Carlos Ostolaza se aparecía con una de sus pinturas puntualmente a las doce del día en la Bodega Queirolo del Centro de Lima. Educado, saludaba a todos incluso al mozo Pachín. Y hablaba del mexicano Cuevas y luego pasaba a Picasso y terminaba con Humareda. Un artista, de fuste y fondo. Ostolaza sabía caminar su ciudad y era esa Lima contrahecha y amorfa del desborde popular, de la industrialización y caos, carente de una pintura que la fijase. Ostolaza entonces descubrió un trazo pero más un color.
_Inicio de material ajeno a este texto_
//! Timeline calculation: hour estimates to day allocations.
//!
//! Pure and deterministic; the only failure mode is a non-positive or
//! non-finite hours input.

use crate::api::Timeline;
use crate::services::{SchedulingError, SchedulingResult};

/// Nominal length of one field work day.
pub const NOMINAL_WORKDAY_HOURS: f64 = 8.0;

/// Fixed contingency added atop raw work days, rounded up.
pub const BUFFER_RATIO: f64 = 0.10;

/// Convert an estimated total of labor hours into a day-level timeline.
///
/// - `work_days = ceil(hours / 8)`
/// - `buffer_days = ceil(work_days * 0.10)`
/// - `total_scheduled_days = work_days + buffer_days`
///
/// The per-day allocation assigns `min(8, remaining)` hours to each work
/// day in order, so every day carries 8 hours except possibly the last.
///
/// # Errors
/// `SchedulingError::InvalidDuration` when `estimated_total_hours` is not a
/// positive finite number.
pub fn calculate_timeline(estimated_total_hours: f64) -> SchedulingResult<Timeline> {
    if !estimated_total_hours.is_finite() || estimated_total_hours <= 0.0 {
        return Err(SchedulingError::InvalidDuration(format!(
            "Estimated hours must be a positive finite number, got {}",
            estimated_total_hours
        )));
    }

    let work_days = (estimated_total_hours / NOMINAL_WORKDAY_HOURS).ceil() as u32;
    let buffer_days = (f64::from(work_days) * BUFFER_RATIO).ceil() as u32;

    let mut daily_hours = Vec::with_capacity(work_days as usize);
    let mut remaining = estimated_total_hours;
    for _ in 0..work_days {
        let hours = remaining.min(NOMINAL_WORKDAY_HOURS);
        daily_hours.push(hours);
        remaining -= hours;
    }

    Ok(Timeline {
        work_days,
        buffer_days,
        total_scheduled_days: work_days + buffer_days,
        daily_hours,
    })
}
Aquel pigmento como esmalte de la velocidad de la urbe atrapada en la irisación de su lienzo tan personal.
Cada ciudad tiene su pellejo, su aroma, su coloración. Del cielo no hablo que es cosa de Dios. Cada ciudad respira y se agobia y revive y agoniza pero ahí está, con sus rostros, sus angustias, sus chillas y sus cantos. Y de Lima se dice que es gris, sombría y desapacible. No creo. Tengo el rosa de la Plaza de Acho en mis ojos, el nazareno de Pachacamilla en el alma, el azul de sus bares en mis papilas. Y oigo el sonido de los pasos de Martín Adán sobre las aceras, los de Sebastián Salazar Bondy y antes los de Porras y luego de Aurelio Collantes y de “Veguita”. Y resuenan como tropel los galopes de Humareda, de Polanco, y sobre todo, de Carlos Alberto Ostolaza, pintores de mi ciudad, artistas de mis arterias, burgomaestros de mi urbe, hoy inútilmente recuperada.
Carlos Alberto Ostolaza Martínez realizó su primera exposición en 1969 en la Galería Pancho Fierro antes de egresar de Bellas Artes con la especialidad de pintura. Inmediatamente se hizo de premios. Desde esa vez, se vinculó a los poetas del movimiento Hora Zero con los que aportó en el cuestionamiento de los resortes culturales que operaban en ese tiempo en el Perú. Luego su pintura se ha mostrado en decenas de galerías del Cusco, de Trujillo, de Arequipa. Pintor de resplandores, estuvo en México y se exhibió en Detroit, en Austin, en Texas, en Mont Vermont. Luego de 1987 cuando obtuvo premios en Illinois, expuso en Galería Praxis (1998, 1999, 2003). Casona de San Marcos (2008) y en muestras colectivas realizadas en Bolivia, Ecuador, Colombia, México y Venezuela.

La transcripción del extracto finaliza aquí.